┌──

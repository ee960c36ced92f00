//! Vitrine Test Utilities
//!
//! Centralized test infrastructure for the workspace:
//! - Fixtures for products and create requests
//! - Proptest generators for catalog entities
//! - Scripted cache suppliers for exercising the synchronization layer

use std::sync::atomic::{AtomicUsize, Ordering};
use std::time::Duration;

use async_trait::async_trait;
use proptest::prelude::*;
use serde_json::Value;

// Re-export core types for convenience
pub use vitrine_core::{
    category_frequencies, popular_categories, CacheError, CatalogError, CatalogResult,
    ClientError, CreateProductRequest, CreateProductResponse, FetchStatus, Product, ProductId,
    QueryKey, Rating, ValidationError,
};

use vitrine_cache::QueryFetcher;

// ============================================================================
// FIXTURES
// ============================================================================

/// A product with the given id and category and placeholder content.
pub fn product(id: ProductId, category: &str) -> Product {
    Product {
        id,
        title: format!("Product {id}"),
        price: 9.99,
        description: "fixture".to_string(),
        category: category.to_string(),
        image: format!("https://img.example.com/{id}.png"),
        rating: Rating {
            rate: 4.1,
            count: 12,
        },
    }
}

/// One product per label, ids assigned in order starting at 1.
pub fn products_by_category(labels: &[&str]) -> Vec<Product> {
    labels
        .iter()
        .enumerate()
        .map(|(index, label)| product(index as ProductId + 1, label))
        .collect()
}

/// A create request that passes validation.
pub fn create_request() -> CreateProductRequest {
    CreateProductRequest {
        title: "New product".to_string(),
        price: 19.99,
        description: "fixture".to_string(),
        category: "misc".to_string(),
        image: "https://img.example.com/new.png".to_string(),
    }
}

// ============================================================================
// SCRIPTED SUPPLIERS
// ============================================================================

/// Supplier that returns a fixed value and counts its invocations,
/// optionally sleeping first to keep a request observably in flight.
pub struct CountingFetcher {
    value: Value,
    delay: Option<Duration>,
    calls: AtomicUsize,
}

impl CountingFetcher {
    pub fn new(value: Value) -> Self {
        Self {
            value,
            delay: None,
            calls: AtomicUsize::new(0),
        }
    }

    pub fn products(products: Vec<Product>) -> Self {
        Self::new(serde_json::to_value(products).expect("products serialize"))
    }

    pub fn categories(labels: Vec<String>) -> Self {
        Self::new(serde_json::to_value(labels).expect("labels serialize"))
    }

    pub fn with_delay(mut self, delay: Duration) -> Self {
        self.delay = Some(delay);
        self
    }

    pub fn calls(&self) -> usize {
        self.calls.load(Ordering::SeqCst)
    }
}

#[async_trait]
impl QueryFetcher for CountingFetcher {
    async fn fetch(&self) -> CatalogResult<Value> {
        self.calls.fetch_add(1, Ordering::SeqCst);
        if let Some(delay) = self.delay {
            tokio::time::sleep(delay).await;
        }
        Ok(self.value.clone())
    }
}

/// Supplier that always fails with the given HTTP status.
pub struct FailingFetcher {
    endpoint: String,
    status: u16,
    calls: AtomicUsize,
}

impl FailingFetcher {
    pub fn new(endpoint: impl Into<String>, status: u16) -> Self {
        Self {
            endpoint: endpoint.into(),
            status,
            calls: AtomicUsize::new(0),
        }
    }

    pub fn calls(&self) -> usize {
        self.calls.load(Ordering::SeqCst)
    }
}

#[async_trait]
impl QueryFetcher for FailingFetcher {
    async fn fetch(&self) -> CatalogResult<Value> {
        self.calls.fetch_add(1, Ordering::SeqCst);
        Err(ClientError::RequestFailed {
            endpoint: self.endpoint.clone(),
            status: Some(self.status),
            reason: format!("status {}", self.status),
        }
        .into())
    }
}

// ============================================================================
// PROPTEST GENERATORS
// ============================================================================

pub fn arb_rating() -> impl Strategy<Value = Rating> {
    (0.0..=5.0f64, 0u32..10_000).prop_map(|(rate, count)| Rating { rate, count })
}

pub fn arb_product() -> impl Strategy<Value = Product> {
    (
        1u32..100_000,
        "[A-Za-z ]{1,24}",
        0.01..10_000.0f64,
        "[a-z ]{0,40}",
        "[a-z' ]{0,12}",
        arb_rating(),
    )
        .prop_map(|(id, title, price, description, category, rating)| Product {
            id,
            title,
            price,
            description,
            category,
            image: format!("https://img.example.com/{id}.png"),
            rating,
        })
}

pub fn arb_products(max: usize) -> impl Strategy<Value = Vec<Product>> {
    proptest::collection::vec(arb_product(), 0..max)
}
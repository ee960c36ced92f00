//! Supplier trait connecting the cache to the remote catalog client.

use async_trait::async_trait;
use serde_json::Value;
use vitrine_core::CatalogResult;

/// Supplier of a cache key's value.
///
/// Implementations wrap one remote catalog operation. The cache calls
/// `fetch` only when a value is needed (missing, stale, or invalidated) and
/// never retries a failure on its own.
///
/// Values cross this boundary as [`serde_json::Value`] so heterogeneous
/// results can share one store; typed access happens on read.
#[async_trait]
pub trait QueryFetcher: Send + Sync {
    /// Issue the network request that supplies this key's value.
    async fn fetch(&self) -> CatalogResult<Value>;
}
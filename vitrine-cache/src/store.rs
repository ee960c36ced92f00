//! The keyed query cache.
//!
//! Routes reads based on per-subscription staleness windows, collapses
//! concurrent requests for the same key into one network call, and holds
//! due fetches in a paused state while the network is offline.

use std::collections::HashMap;
use std::sync::{Arc, Mutex, MutexGuard, PoisonError};
use std::time::Duration;

use serde_json::Value;
use tokio::sync::{broadcast, watch};
use tokio::task::JoinHandle;
use tokio::time::{Instant, MissedTickBehavior};
use vitrine_core::{FetchStatus, QueryKey};

use crate::entry::{EntryState, QuerySnapshot};
use crate::fetcher::QueryFetcher;
use crate::network::{NetworkMonitor, NetworkSubscription};
use crate::staleness::QueryOptions;

const EVENT_CHANNEL_CAPACITY: usize = 256;

/// State-transition notification for cache subscribers.
#[derive(Debug, Clone)]
pub enum QueryEvent {
    /// The entry's state changed: a fetch started, completed, failed, or
    /// was paused.
    Updated { key: QueryKey },
    /// A write marked the entry stale; active observers should refetch.
    Invalidated { key: QueryKey },
    /// Connectivity returned; paused entries may resume.
    NetworkResumed,
}

#[derive(Default)]
struct StoreState {
    entries: HashMap<QueryKey, EntryState>,
    /// One in-flight request per key at most; waiters share the receiver.
    in_flight: HashMap<QueryKey, watch::Receiver<bool>>,
}

struct CacheShared {
    state: Mutex<StoreState>,
    events: broadcast::Sender<QueryEvent>,
    network: NetworkMonitor,
    _network_subscription: NetworkSubscription,
}

impl CacheShared {
    fn lock_state(&self) -> MutexGuard<'_, StoreState> {
        // A poisoned lock only means a fetch task panicked mid-update; the
        // entry map itself is still coherent.
        self.state.lock().unwrap_or_else(PoisonError::into_inner)
    }
}

/// Keyed cache of asynchronous read results.
///
/// Cheap to clone; clones share the same entries, in-flight map, and event
/// channel. Failure semantics are per key: an error on one key never
/// touches another key's entry.
#[derive(Clone)]
pub struct QueryCache {
    inner: Arc<CacheShared>,
}

enum Plan {
    Serve(QuerySnapshot<Value>),
    Wait(watch::Receiver<bool>),
}

impl QueryCache {
    pub fn new(network: NetworkMonitor) -> Self {
        let (events, _) = broadcast::channel(EVENT_CHANNEL_CAPACITY);
        let resume_events = events.clone();
        let subscription = network.subscribe(move |online| {
            if online {
                let _ = resume_events.send(QueryEvent::NetworkResumed);
            }
        });
        Self {
            inner: Arc::new(CacheShared {
                state: Mutex::new(StoreState::default()),
                events,
                network,
                _network_subscription: subscription,
            }),
        }
    }

    pub fn network(&self) -> &NetworkMonitor {
        &self.inner.network
    }

    /// Receive state-transition events for all keys.
    pub fn subscribe_events(&self) -> broadcast::Receiver<QueryEvent> {
        self.inner.events.subscribe()
    }

    /// Read the current state of a key without triggering anything.
    pub fn peek(&self, key: QueryKey) -> Option<QuerySnapshot<Value>> {
        self.inner
            .lock_state()
            .entries
            .get(&key)
            .map(EntryState::snapshot)
    }

    /// Read path: serve a fresh value without a network call, otherwise
    /// refetch while continuing to serve any stale value to onlookers.
    ///
    /// Disabled subscriptions never fetch. While offline, a due fetch is
    /// withheld in [`FetchStatus::Paused`] instead of being attempted.
    pub async fn fetch(
        &self,
        key: QueryKey,
        options: &QueryOptions,
        fetcher: &Arc<dyn QueryFetcher>,
    ) -> QuerySnapshot<Value> {
        self.fetch_inner(key, options, fetcher, false).await
    }

    /// Forced variant of [`QueryCache::fetch`] for manual refresh: ignores
    /// freshness but still honors `enabled` and offline suspension.
    pub async fn refetch(
        &self,
        key: QueryKey,
        options: &QueryOptions,
        fetcher: &Arc<dyn QueryFetcher>,
    ) -> QuerySnapshot<Value> {
        self.fetch_inner(key, options, fetcher, true).await
    }

    async fn fetch_inner(
        &self,
        key: QueryKey,
        options: &QueryOptions,
        fetcher: &Arc<dyn QueryFetcher>,
        force: bool,
    ) -> QuerySnapshot<Value> {
        if !options.enabled {
            return self.peek(key).unwrap_or_else(QuerySnapshot::empty);
        }

        let plan = {
            let mut state = self.inner.lock_state();
            let online = self.inner.network.is_online();
            let StoreState { entries, in_flight } = &mut *state;
            let entry = entries
                .entry(key)
                .or_insert_with(|| EntryState::new(options.retention));
            entry.retention = options.retention;

            if let Some(done) = in_flight.get(&key) {
                // Attach to the request already in flight.
                Plan::Wait(done.clone())
            } else if !force && entry.is_fresh(options.stale_time) {
                Plan::Serve(entry.snapshot())
            } else if !online {
                if entry.status != FetchStatus::Paused {
                    entry.status = FetchStatus::Paused;
                    tracing::debug!(%key, "fetch paused while offline");
                    let _ = self.inner.events.send(QueryEvent::Updated { key });
                }
                Plan::Serve(entry.snapshot())
            } else {
                let (done_tx, done_rx) = watch::channel(false);
                in_flight.insert(key, done_rx.clone());
                entry.status = FetchStatus::Fetching;
                entry.error = None;
                tracing::debug!(%key, "fetch started");
                let _ = self.inner.events.send(QueryEvent::Updated { key });
                self.spawn_fetch(key, Arc::clone(fetcher), done_tx);
                Plan::Wait(done_rx)
            }
        };

        match plan {
            Plan::Serve(snapshot) => snapshot,
            Plan::Wait(mut done) => {
                if !*done.borrow() {
                    // An Err means the fetch task dropped the sender, which
                    // also signals completion.
                    let _ = done.changed().await;
                }
                self.peek(key).unwrap_or_else(QuerySnapshot::empty)
            }
        }
    }

    /// The fetch runs as its own task so that a subscriber cancelling
    /// mid-flight never cancels the request for everyone else.
    fn spawn_fetch(
        &self,
        key: QueryKey,
        fetcher: Arc<dyn QueryFetcher>,
        done: watch::Sender<bool>,
    ) {
        let inner = Arc::clone(&self.inner);
        tokio::spawn(async move {
            let result = fetcher.fetch().await;
            {
                let mut state = inner.lock_state();
                state.in_flight.remove(&key);
                // A missing entry means every subscriber detached and the
                // entry was evicted while the request was in flight; the
                // result is discarded.
                if let Some(entry) = state.entries.get_mut(&key) {
                    match result {
                        Ok(value) => {
                            tracing::debug!(%key, "fetch completed");
                            entry.value = Some(value);
                            entry.updated_at = Some(Instant::now());
                            entry.status = FetchStatus::Idle;
                            entry.error = None;
                            entry.invalidated = false;
                        }
                        Err(err) => {
                            // Zero automatic retries: the error becomes the
                            // key's status; any stale value is kept.
                            tracing::warn!(%key, error = %err, "fetch failed");
                            entry.status = FetchStatus::Error;
                            entry.error = Some(err);
                        }
                    }
                    // With zero retention and no remaining subscribers the
                    // result has nobody left to serve; discard it.
                    let discard = entry.subscribers == 0 && entry.retention.is_zero();
                    if discard {
                        state.entries.remove(&key);
                        tracing::debug!(%key, "evicted");
                    }
                }
            }
            let _ = inner.events.send(QueryEvent::Updated { key });
            let _ = done.send(true);
        });
    }

    /// Mark a key stale immediately, independent of its staleness window.
    ///
    /// Active observers refetch on the broadcast event. While offline the
    /// entry moves to [`FetchStatus::Paused`] and keeps its cached value.
    pub fn invalidate(&self, key: QueryKey) {
        {
            let mut state = self.inner.lock_state();
            let online = self.inner.network.is_online();
            if let Some(entry) = state.entries.get_mut(&key) {
                entry.invalidated = true;
                if !online && entry.status != FetchStatus::Fetching {
                    entry.status = FetchStatus::Paused;
                }
            }
        }
        tracing::debug!(%key, "invalidated");
        let _ = self.inner.events.send(QueryEvent::Invalidated { key });
    }

    /// Register a live subscriber for a key.
    pub(crate) fn acquire(&self, key: QueryKey, retention: Duration) {
        let mut state = self.inner.lock_state();
        let entry = state
            .entries
            .entry(key)
            .or_insert_with(|| EntryState::new(retention));
        entry.retention = retention;
        entry.subscribers += 1;
        entry.released_at = None;
    }

    /// Detach a subscriber. With zero retention the entry dies with its
    /// last subscriber; otherwise the retention clock starts.
    pub(crate) fn release(&self, key: QueryKey) {
        let mut state = self.inner.lock_state();
        let StoreState { entries, in_flight } = &mut *state;
        if let Some(entry) = entries.get_mut(&key) {
            entry.subscribers = entry.subscribers.saturating_sub(1);
            if entry.subscribers == 0 {
                if entry.retention.is_zero() && !in_flight.contains_key(&key) {
                    entries.remove(&key);
                    tracing::debug!(%key, "evicted");
                } else {
                    entry.released_at = Some(Instant::now());
                }
            }
        }
    }

    /// Evict entries whose retention window elapsed with no subscribers.
    /// Returns the number of evicted entries.
    pub fn sweep(&self) -> usize {
        let mut state = self.inner.lock_state();
        let StoreState { entries, in_flight } = &mut *state;
        let now = Instant::now();
        let before = entries.len();
        entries.retain(|key, entry| {
            if entry.subscribers > 0 || in_flight.contains_key(key) {
                return true;
            }
            match entry.released_at {
                Some(at) => now.duration_since(at) < entry.retention,
                None => true,
            }
        });
        before - entries.len()
    }

    /// Run [`QueryCache::sweep`] periodically. `interval` must be nonzero.
    /// Abort the handle to stop the sweeper.
    pub fn spawn_sweeper(&self, interval: Duration) -> JoinHandle<()> {
        let cache = self.clone();
        tokio::spawn(async move {
            let mut ticker = tokio::time::interval(interval);
            ticker.set_missed_tick_behavior(MissedTickBehavior::Delay);
            loop {
                ticker.tick().await;
                let evicted = cache.sweep();
                if evicted > 0 {
                    tracing::debug!(evicted, "evicted unused cache entries");
                }
            }
        })
    }
}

└──

- Task to carry out:
Say how many lines of the entries above hold the string "StoreState", and say nothing besides the number.

- Answer to the problem:
7